*What to work on*. Show every line below where "Some" appears.

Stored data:
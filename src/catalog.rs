//! Static service catalog, categories and bookable time slots.

use std::sync::LazyLock;

use crate::models::DiagnosticService;

pub const CATEGORIES: &[&str] = &[
    "Blood Tests",
    "Urine Tests",
    "Sputum Tests",
    "Hormone Tests",
    "Vitamin Tests",
    "Clinical Pathology",
    "Microbiology",
    "Biochemistry",
];

/// Category label that disables category filtering.
pub const ALL_CATEGORIES: &str = "All";

pub const TIME_SLOTS: &[&str] = &[
    "08:00 AM", "08:30 AM", "09:00 AM", "09:30 AM", "10:00 AM", "10:30 AM",
    "11:00 AM", "11:30 AM", "04:00 PM", "04:30 PM", "05:00 PM", "05:30 PM",
    "06:00 PM", "06:30 PM", "07:00 PM",
];

// (id, name, category, description, price)
const SERVICE_ROWS: &[(&str, &str, &str, &str, u32)] = &[
    ("b1", "Complete Blood Picture (CBC)", "Blood Tests", "Comprehensive panel measuring red cells, white cells, and platelets.", 350),
    ("b2", "Blood Sugar (Fasting/PP)", "Blood Tests", "Measures blood glucose levels to screen for diabetes.", 150),
    ("b3", "Lipid Profile", "Blood Tests", "Measures cholesterol and triglyceride levels.", 600),
    ("u1", "Routine Urine Analysis", "Urine Tests", "Basic screening for kidney function and infection.", 200),
    ("u2", "Urine Culture & Sensitivity", "Urine Tests", "Identifies bacteria causing urinary tract infections.", 550),
    ("s1", "Sputum for AFB", "Sputum Tests", "Tests for acid-fast bacilli (typically TB screening).", 400),
    ("h1", "Thyroid Profile (T3, T4, TSH)", "Hormone Tests", "Assesses thyroid gland activity.", 750),
    ("h2", "Testosterone Total", "Hormone Tests", "Measures primary male sex hormone levels.", 850),
    ("v1", "Vitamin D (25-OH)", "Vitamin Tests", "Checks for Vitamin D deficiency.", 1200),
    ("v2", "Vitamin B12", "Vitamin Tests", "Measures Vitamin B12 levels in blood.", 900),
    ("cp1", "Stool Examination", "Clinical Pathology", "Screening for parasites or hidden blood.", 250),
    ("m1", "Widal Test", "Microbiology", "Diagnostic test for typhoid fever.", 300),
    ("bc1", "Liver Function Test (LFT)", "Biochemistry", "Assesses health of your liver.", 800),
    ("bc2", "Kidney Function Test (KFT)", "Biochemistry", "Assesses health of your kidneys.", 700),
];

pub static SERVICES: LazyLock<Vec<DiagnosticService>> = LazyLock::new(|| {
    SERVICE_ROWS
        .iter()
        .map(|&(id, name, category, description, price)| DiagnosticService {
            id: id.into(),
            name: name.into(),
            category: category.into(),
            description: description.into(),
            price,
        })
        .collect()
});

pub fn find_service(id: &str) -> Option<&'static DiagnosticService> {
    SERVICES.iter().find(|s| s.id == id)
}

/// Services matching a category (`None` or "All" matches every category)
/// and a case-insensitive name substring. Catalog order is preserved.
pub fn filter_services(category: Option<&str>, query: &str) -> Vec<&'static DiagnosticService> {
    let query = query.trim().to_lowercase();
    SERVICES
        .iter()
        .filter(|s| match category {
            None | Some(ALL_CATEGORIES) => true,
            Some(c) => s.category == c,
        })
        .filter(|s| query.is_empty() || s.name.to_lowercase().contains(&query))
        .collect()
}

#[cfg(test)]
mod tests {
    use super::*;

    #[test]
    fn every_service_has_a_known_category() {
        for s in SERVICES.iter() {
            assert!(CATEGORIES.contains(&s.category.as_str()), "{}", s.id);
        }
    }

    #[test]
    fn service_ids_are_unique() {
        let mut ids: Vec<&str> = SERVICES.iter().map(|s| s.id.as_str()).collect();
        ids.sort_unstable();
        ids.dedup();
        assert_eq!(ids.len(), SERVICES.len());
    }

    #[test]
    fn find_cbc_service() {
        let s = find_service("b1").unwrap();
        assert_eq!(s.name, "Complete Blood Picture (CBC)");
        assert!(find_service("zz").is_none());
    }

    #[test]
    fn filter_by_category() {
        let urine = filter_services(Some("Urine Tests"), "");
        assert_eq!(urine.len(), 2);
        assert!(urine.iter().all(|s| s.category == "Urine Tests"));
    }

    #[test]
    fn filter_all_with_query_is_case_insensitive() {
        let hits = filter_services(Some(ALL_CATEGORIES), "vitamin");
        let ids: Vec<&str> = hits.iter().map(|s| s.id.as_str()).collect();
        assert_eq!(ids, vec!["v1", "v2"]);
    }

    #[test]
    fn filter_no_match() {
        assert!(filter_services(None, "x-ray").is_empty());
        assert!(filter_services(Some("Biochemistry"), "urine").is_empty());
    }
}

*Expected answer*.
            None | Some(ALL_CATEGORIES) => true,
            Some(c) => s.category == c,
        let urine = filter_services(Some("Urine Tests"), "");
        let hits = filter_services(Some(ALL_CATEGORIES), "vitamin");
        assert!(filter_services(Some("Biochemistry"), "urine").is_empty());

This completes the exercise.